Statement of Cash Flows
For the period from 21 June 2017 (date of incorporation) to 31
March 2018
Notes 31 March 2018
GBP
Cash flows from operating activities:
(Loss) after taxation (209,918)
Adjustments for:
Increase in payables 11 43,316
Unrealised (loss) on foreign exchange 9 6,875
Net changes in fair value on financial
assets at fair value through profit
or loss 9 (51,855)
Net cash inflow from operating activities (211,582)
Cash flows from investing activities:
Purchase of investments 9 (694,278)
Net cash (outflow) from investing
activities (694,278)
Cash flows from financing activities:
Proceeds from issue of ordinary
shares 2,620,287
Share issue costs (50,922)
Net cash inflow from financing activities 2,569,365
Net change in cash and cash equivalents 1,663,505
Cash and cash equivalents at the -
beginning of the period
Net cash and cash equivalents 1,663,505
Notes to the Financial Statements
1) Principal Accounting Policies
Basis of accounting
The financial statements of Sure Ventures plc (the "Company")

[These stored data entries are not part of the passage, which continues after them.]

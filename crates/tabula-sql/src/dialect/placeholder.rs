use super::Flavor;

use std::fmt;

/// A bound-parameter placeholder, rendered through `Display`.
#[derive(Debug, Clone, Copy, PartialEq, Eq)]
pub struct Placeholder {
    flavor: Flavor,
    ordinal: usize,
}

impl Placeholder {
    pub(super) fn new(flavor: Flavor, ordinal: usize) -> Placeholder {
        Placeholder { flavor, ordinal }
    }
}

impl fmt::Display for Placeholder {
    fn fmt(&self, f: &mut fmt::Formatter<'_>) -> fmt::Result {
        match self.flavor {
            Flavor::Mysql => write!(f, "?"),
            Flavor::Postgresql => write!(f, "${}", self.ordinal),
            Flavor::Sqlite => write!(f, "?{}", self.ordinal),
        }
    }
}
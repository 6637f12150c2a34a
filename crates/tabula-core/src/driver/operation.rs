mod query_sql;
pub use query_sql::QuerySql;

mod transaction;
pub use transaction::Transaction;

#[derive(Debug, Clone)]
pub enum Operation {
    /// Execute a SQL statement
    QuerySql(QuerySql),

    /// Execute a transaction lifecycle op
    Transaction(Transaction),
}
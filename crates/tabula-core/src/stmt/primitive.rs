use super::{Type, Value};
use crate::Result;

use chrono::{DateTime, NaiveDate, NaiveDateTime, Utc};

/// A field type that maps to a single column.
pub trait Primitive: Sized {
    const TYPE: Type;
    const NULLABLE: bool = false;

    fn load(value: Value) -> Result<Self>;

    fn to_value(&self) -> Value;
}

macro_rules! impl_primitive {
    ( $( $ty:ty => $variant:ident, )* ) => {
        $(
            impl Primitive for $ty {
                const TYPE: Type = Type::$variant;

                fn load(value: Value) -> Result<Self> {
                    value.try_into()
                }

                fn to_value(&self) -> Value {
                    Value::from(self.clone())
                }
            }
        )*
    };
}

impl_primitive! {
    bool => Bool,
    i32 => I32,
    i64 => I64,
    f64 => F64,
    String => String,
    Vec<u8> => Bytes,
    DateTime<Utc> => ChronoDateTimeUtc,
    NaiveDateTime => ChronoNaiveDateTime,
    NaiveDate => ChronoNaiveDate,
}

impl<T: Primitive> Primitive for Option<T> {
    const TYPE: Type = T::TYPE;
    const NULLABLE: bool = true;

    fn load(value: Value) -> Result<Self> {
        if value.is_null() {
            Ok(None)
        } else {
            Ok(Some(T::load(value)?))
        }
    }

    fn to_value(&self) -> Value {
        match self {
            Some(v) => v.to_value(),
            None => Value::Null,
        }
    }
}
use super::{util, Expand};

use proc_macro2::TokenStream;
use quote::quote;

impl Expand<'_> {
    pub(super) fn expand_record_impl(&self) -> TokenStream {
        let tabula = &self.tabula;
        let ident = &self.record.ident;
        let name = ident.to_string();
        let table = match &self.record.table {
            Some(table) => quote!(Some(#table)),
            None => quote!(None),
        };
        let fields = self.expand_fields();
        let get_arms = self.expand_get_arms();
        let set_arms = self.expand_set_arms();

        quote! {
            impl #tabula::Record for #ident {
                const NAME: &'static str = #name;
                const TABLE: Option<&'static str> = #table;
                const FIELDS: &'static [#tabula::Field] = &[ #( #fields, )* ];

                fn get(&self, index: usize) -> #tabula::Value {
                    match index {
                        #( #get_arms, )*
                        _ => #tabula::Value::Null,
                    }
                }

                fn set(&mut self, index: usize, value: #tabula::Value) -> #tabula::Result<()> {
                    match index {
                        #( #set_arms, )*
                        _ => {
                            return Err(#tabula::Error::from_args(format_args!(
                                "field index {} out of range for `{}`",
                                index, #name
                            )));
                        }
                    }
                    Ok(())
                }
            }
        }
    }

    fn expand_fields(&self) -> Vec<TokenStream> {
        let tabula = &self.tabula;

        self.record
            .fields
            .iter()
            .enumerate()
            .map(|(index, field)| {
                let name = &field.name;
                let ty = &field.ty;
                let key = self.record.key == Some(index);

                quote! {
                    #tabula::Field {
                        name: #name,
                        ty: <#ty as #tabula::Primitive>::TYPE,
                        nullable: <#ty as #tabula::Primitive>::NULLABLE,
                        key: #key,
                    }
                }
            })
            .collect()
    }

    fn expand_get_arms(&self) -> Vec<TokenStream> {
        let tabula = &self.tabula;

        self.record
            .fields
            .iter()
            .enumerate()
            .map(|(index, field)| {
                let i = util::int(index);
                let field_ident = &field.ident;
                let ty = &field.ty;
                quote!(#i => <#ty as #tabula::Primitive>::to_value(&self.#field_ident))
            })
            .collect()
    }

    fn expand_set_arms(&self) -> Vec<TokenStream> {
        let tabula = &self.tabula;

        self.record
            .fields
            .iter()
            .enumerate()
            .map(|(index, field)| {
                let i = util::int(index);
                let field_ident = &field.ident;
                let ty = &field.ty;
                quote!(#i => self.#field_ident = <#ty as #tabula::Primitive>::load(value)?)
            })
            .collect()
    }
}
//! Schema versioning: SQL script execution and startup reconciliation of each
//! schema's stored version against the version the application expects.

mod config;
pub use config::MigrationConfig;

mod manifest;
pub use manifest::{SchemaEntry, VersionManifest};

mod reconcile;
pub use reconcile::{reconcile, status, ReconcileReport, SchemaReport};

mod script;
pub use script::{run_script, split_statements};

mod version;
pub use version::DbVersion;
use anyhow::Result;
use clap::Parser;
use console::style;
use std::path::PathBuf;
use tabula::Db;

#[derive(Parser, Debug)]
pub struct ScriptCommand {
    /// Path to the SQL script
    path: PathBuf,
}

impl ScriptCommand {
    pub(crate) async fn run(self, db: &Db) -> Result<()> {
        println!(
            "  {} Running {}",
            style("→").cyan(),
            style(self.path.display()).bold()
        );

        db.run_script(&self.path).await?;

        println!("  {} {}", style("✓").green().bold(), style("Committed").dim());
        Ok(())
    }
}
use super::Operation;

use crate::stmt::{Type, Value};

#[derive(Debug, Clone)]
pub struct QuerySql {
    /// The SQL text, with placeholders in the dialect's syntax
    pub sql: String,

    /// Values bound to the placeholders, in order
    pub params: Vec<Value>,

    /// The column types of the returned rows. `None` for statements that
    /// return only an affected-row count.
    pub ret: Option<Vec<Type>>,
}

impl QuerySql {
    /// A statement that returns an affected-row count.
    pub fn execute(sql: impl Into<String>, params: Vec<Value>) -> Self {
        Self {
            sql: sql.into(),
            params,
            ret: None,
        }
    }

    /// A query returning rows with the given column types.
    pub fn query(sql: impl Into<String>, params: Vec<Value>, ret: Vec<Type>) -> Self {
        Self {
            sql: sql.into(),
            params,
            ret: Some(ret),
        }
    }
}

impl From<QuerySql> for Operation {
    fn from(value: QuerySql) -> Self {
        Self::QuerySql(value)
    }
}
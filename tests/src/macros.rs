#[macro_export]
macro_rules! tests {
    (
        $(
            $( #[$attrs:meta] )*
            $f:ident
        ),+
    ) => {
        #[cfg(feature = "sqlite")]
        mod sqlite {
            $(
                #[test]
                $( #[$attrs] )*
                fn $f() {
                    let mut test = $crate::DbTest::new(
                        Box::new($crate::db::sqlite::SetupSqlite::new())
                    );

                    test.run_test(move |test| Box::pin(async move {
                        super::$f(test).await;
                    }));
                }
            )*
        }

        #[cfg(feature = "mysql")]
        mod mysql {
            $(
                #[test]
                $( #[$attrs] )*
                fn $f() {
                    let mut test = $crate::DbTest::new(
                        Box::new($crate::db::mysql::SetupMySQL::new())
                    );

                    test.run_test(move |test| Box::pin(async move {
                        super::$f(test).await;
                    }));
                }
            )*
        }

        #[cfg(feature = "postgresql")]
        mod postgresql {
            $(
                #[test]
                $( #[$attrs] )*
                fn $f() {
                    let mut test = $crate::DbTest::new(
                        Box::new($crate::db::postgresql::SetupPostgreSQL::new())
                    );

                    test.run_test(move |test| Box::pin(async move {
                        super::$f(test).await;
                    }));
                }
            )*
        }
    };
    (
        $(
            $( #[$attrs:meta] )*
            $f:ident,
        )+
    ) => {
        $crate::tests!( $(
            $( #[$attrs] )*
            $f
        ),+ );
    }
}
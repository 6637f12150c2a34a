mod row;
pub use row::RowDescriptor;

mod table;
pub use table::Table;

use crate::Result;

use tabula_core::{
    driver::{
        operation::{QuerySql, Transaction},
        Operation, Rows,
    },
    err,
    stmt::{Type, Value},
    Connection,
};

/// Executes one statement, logging it and any failure.
pub(crate) async fn exec(conn: &mut dyn Connection, query: QuerySql) -> Result<Rows> {
    tracing::debug!(sql = %query.sql, params = query.params.len(), "exec");

    let sql = query.sql.clone();
    match conn.exec(Operation::QuerySql(query)).await {
        Ok(response) => Ok(response.rows),
        Err(err) => {
            tracing::warn!(sql = %sql, error = %err, "statement failed");
            Err(err)
        }
    }
}

/// Runs a query expected to return a single integer.
pub(crate) async fn query_scalar(conn: &mut dyn Connection, sql: String) -> Result<i64> {
    let rows = exec(conn, QuerySql::query(sql.clone(), vec![], vec![Type::I64]))
        .await?
        .into_values();

    rows.first()
        .and_then(|row| row.first())
        .and_then(Value::as_i64)
        .ok_or_else(|| err!("query returned no integer value; sql={sql}"))
}

pub(crate) async fn transaction(conn: &mut dyn Connection, op: Transaction) -> Result<()> {
    tracing::debug!(?op, "transaction");
    conn.exec(Operation::Transaction(op)).await?;
    Ok(())
}

/// Rolls back after `cause`, logging (not returning) a rollback failure so the
/// original error reaches the caller.
pub(crate) async fn rollback(conn: &mut dyn Connection, cause: &crate::Error) {
    tracing::warn!(error = %cause, "rolling back");
    if let Err(err) = transaction(conn, Transaction::Rollback).await {
        tracing::warn!(error = %err, "rollback failed");
    }
}
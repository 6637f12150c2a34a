use tabula_core::stmt::{self, Value as CoreValue};
use tokio_postgres::types::{to_sql_checked, IsNull, ToSql, Type};

type BoxError = Box<dyn std::error::Error + Sync + Send>;

/// Binds a [`tabula_core::stmt::Value`] to a parameter of whatever type the
/// server inferred for its placeholder.
#[derive(Debug)]
pub struct Value(CoreValue);

impl From<CoreValue> for Value {
    fn from(value: CoreValue) -> Self {
        Self(value)
    }
}

impl ToSql for Value {
    fn to_sql(
        &self,
        ty: &Type,
        out: &mut tokio_postgres::types::private::BytesMut,
    ) -> std::result::Result<IsNull, BoxError>
    where
        Self: Sized,
    {
        match &self.0 {
            stmt::Value::Null => Ok(IsNull::Yes),
            stmt::Value::Bool(value) => value.to_sql(ty, out),
            stmt::Value::I32(value) => int_to_sql(*value as i64, ty, out),
            stmt::Value::I64(value) => int_to_sql(*value, ty, out),
            stmt::Value::F64(value) => match *ty {
                Type::FLOAT4 => (*value as f32).to_sql(ty, out),
                _ => value.to_sql(ty, out),
            },
            stmt::Value::String(value) => value.to_sql(ty, out),
            stmt::Value::Bytes(value) => value.to_sql(ty, out),
            stmt::Value::ChronoDateTimeUtc(value) => match *ty {
                Type::TIMESTAMP => value.naive_utc().to_sql(ty, out),
                Type::DATE => value.date_naive().to_sql(ty, out),
                _ => value.to_sql(ty, out),
            },
            stmt::Value::ChronoNaiveDateTime(value) => match *ty {
                Type::TIMESTAMPTZ => value.and_utc().to_sql(ty, out),
                Type::DATE => value.date().to_sql(ty, out),
                _ => value.to_sql(ty, out),
            },
            stmt::Value::ChronoNaiveDate(value) => value.to_sql(ty, out),
        }
    }

    fn accepts(ty: &Type) -> bool {
        matches!(
            *ty,
            Type::BOOL
                | Type::INT2
                | Type::INT4
                | Type::INT8
                | Type::FLOAT4
                | Type::FLOAT8
                | Type::TEXT
                | Type::VARCHAR
                | Type::BPCHAR
                | Type::NAME
                | Type::BYTEA
                | Type::TIMESTAMP
                | Type::TIMESTAMPTZ
                | Type::DATE
        )
    }

    to_sql_checked!();
}

fn int_to_sql(
    value: i64,
    ty: &Type,
    out: &mut tokio_postgres::types::private::BytesMut,
) -> std::result::Result<IsNull, BoxError> {
    match *ty {
        Type::INT2 => i16::try_from(value)?.to_sql(ty, out),
        Type::INT4 => i32::try_from(value)?.to_sql(ty, out),
        Type::INT8 => value.to_sql(ty, out),
        Type::FLOAT8 => (value as f64).to_sql(ty, out),
        Type::BOOL => (value != 0).to_sql(ty, out),
        _ => Err(format!("cannot bind integer to a `{ty}` parameter").into()),
    }
}
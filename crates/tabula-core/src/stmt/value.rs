use super::Type;
use crate::{Error, Result};

/// A single column value, as bound to a statement or read back from a row.
#[derive(Debug, Default, Clone, PartialEq)]
pub enum Value {
    /// Boolean value
    Bool(bool),

    /// Signed 32-bit integer
    I32(i32),

    /// Signed 64-bit integer
    I64(i64),

    /// 64-bit floating point number
    F64(f64),

    /// String value
    String(String),

    /// Raw bytes
    Bytes(Vec<u8>),

    /// An instant in UTC
    ChronoDateTimeUtc(chrono::DateTime<chrono::Utc>),

    /// A date and time without a time zone
    ChronoNaiveDateTime(chrono::NaiveDateTime),

    /// A calendar date
    ChronoNaiveDate(chrono::NaiveDate),

    /// Null value
    #[default]
    Null,
}

impl Value {
    pub const fn null() -> Self {
        Self::Null
    }

    pub const fn is_null(&self) -> bool {
        matches!(self, Self::Null)
    }

    /// Returns the type of the value.
    pub fn infer_ty(&self) -> Type {
        match self {
            Self::Bool(_) => Type::Bool,
            Self::I32(_) => Type::I32,
            Self::I64(_) => Type::I64,
            Self::F64(_) => Type::F64,
            Self::String(_) => Type::String,
            Self::Bytes(_) => Type::Bytes,
            Self::ChronoDateTimeUtc(_) => Type::ChronoDateTimeUtc,
            Self::ChronoNaiveDateTime(_) => Type::ChronoNaiveDateTime,
            Self::ChronoNaiveDate(_) => Type::ChronoNaiveDate,
            Self::Null => Type::Null,
        }
    }

    /// Returns `true` if the value can be stored in a column of type `ty`.
    pub fn is_a(&self, ty: &Type) -> bool {
        match self {
            Self::Null => true,
            Self::I32(_) | Self::I64(_) => ty.is_integer(),
            _ => self.infer_ty() == *ty,
        }
    }

    /// Returns the value as an `i64` if it holds an integer of either width.
    pub fn as_i64(&self) -> Option<i64> {
        match *self {
            Self::I32(v) => Some(v as i64),
            Self::I64(v) => Some(v),
            _ => None,
        }
    }

    pub fn as_str(&self) -> Option<&str> {
        match self {
            Self::String(v) => Some(&**v),
            _ => None,
        }
    }

    /// Renders the value the way it is embedded in an identity clause.
    ///
    /// Only integers have a literal form; everything else is bound as a
    /// parameter.
    pub fn to_sql_literal(&self) -> Option<String> {
        self.as_i64().map(|v| v.to_string())
    }
}

impl From<bool> for Value {
    fn from(src: bool) -> Self {
        Self::Bool(src)
    }
}

impl From<i32> for Value {
    fn from(src: i32) -> Self {
        Self::I32(src)
    }
}

impl From<i64> for Value {
    fn from(src: i64) -> Self {
        Self::I64(src)
    }
}

impl From<f64> for Value {
    fn from(src: f64) -> Self {
        Self::F64(src)
    }
}

impl From<String> for Value {
    fn from(src: String) -> Self {
        Self::String(src)
    }
}

impl From<&String> for Value {
    fn from(src: &String) -> Self {
        Self::String(src.clone())
    }
}

impl From<&str> for Value {
    fn from(src: &str) -> Self {
        Self::String(src.to_string())
    }
}

impl From<Vec<u8>> for Value {
    fn from(src: Vec<u8>) -> Self {
        Self::Bytes(src)
    }
}

impl<T> From<Option<T>> for Value
where
    Value: From<T>,
{
    fn from(value: Option<T>) -> Self {
        match value {
            Some(value) => Self::from(value),
            None => Self::Null,
        }
    }
}

impl TryFrom<Value> for bool {
    type Error = Error;

    fn try_from(value: Value) -> Result<Self> {
        match value {
            Value::Bool(v) => Ok(v),
            // MySQL and SQLite store booleans as small integers
            Value::I32(v) => Ok(v != 0),
            Value::I64(v) => Ok(v != 0),
            _ => Err(Error::type_conversion(value, "bool")),
        }
    }
}

impl TryFrom<Value> for i32 {
    type Error = Error;

    fn try_from(value: Value) -> Result<Self> {
        match value {
            Value::I32(v) => Ok(v),
            Value::I64(v) => i32::try_from(v).map_err(|_| Error::type_conversion(value, "i32")),
            _ => Err(Error::type_conversion(value, "i32")),
        }
    }
}

impl TryFrom<Value> for i64 {
    type Error = Error;

    fn try_from(value: Value) -> Result<Self> {
        match value {
            Value::I32(v) => Ok(v as i64),
            Value::I64(v) => Ok(v),
            _ => Err(Error::type_conversion(value, "i64")),
        }
    }
}

impl TryFrom<Value> for f64 {
    type Error = Error;

    fn try_from(value: Value) -> Result<Self> {
        match value {
            Value::F64(v) => Ok(v),
            Value::I32(v) => Ok(v as f64),
            Value::I64(v) => Ok(v as f64),
            _ => Err(Error::type_conversion(value, "f64")),
        }
    }
}

impl TryFrom<Value> for String {
    type Error = Error;

    fn try_from(value: Value) -> Result<Self> {
        match value {
            Value::String(v) => Ok(v),
            _ => Err(Error::type_conversion(value, "String")),
        }
    }
}

impl TryFrom<Value> for Vec<u8> {
    type Error = Error;

    fn try_from(value: Value) -> Result<Self> {
        match value {
            Value::Bytes(v) => Ok(v),
            Value::String(v) => Ok(v.into_bytes()),
            _ => Err(Error::type_conversion(value, "Vec<u8>")),
        }
    }
}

have been prepared in accordance with International Financial
Reporting Standards (IFRS) and IFRIC interpretations (IFRS IC) as
adopted by the European Union and the Companies Act 2006 applicable
to companies reporting under IFRS.
The principal accounting policies adopted by the Company are set
out below. Where presentational guidance set out in the Statement
of Recommended Practice ('SORP') for investment trusts issued by
the Association of Investment Companies ('AIC') in January 2017 is
consistent with the requirements of IFRS, the directors have sought
to prepare the financial statements on a basis compliant with the
recommendations of the SORP.
All values are rounded to the nearest pound unless otherwise
indicated.
Foreign Currency
The presentation currency of the Company is pounds sterling, the
financial statements are prepared in this currency in accordance
with the Company's prospectus. The Company is required to nominate
a functional currency, being the currency in which the Company
predominantly operates. The board has determined that determined
that sterling is the Company's functional currency.
Transactions involving foreign currencies would be converted at
the exchange rate ruling at the date of the transaction. Foreign
currency monetary assets and liabilities would be translated into
pounds sterling at the exchange rate ruling on the year-end date.
Foreign exchange differences arising on translation would be
recognised in the Statement of Comprehensive Income.
Foreign exchange gains and losses relating to the financial
assets and liabilities carried at fair value through profit or loss
are presented in the statement of comprehensive income within
'other net changes in fair value on financial assets and financial
liabilities at fair value through profit or loss'.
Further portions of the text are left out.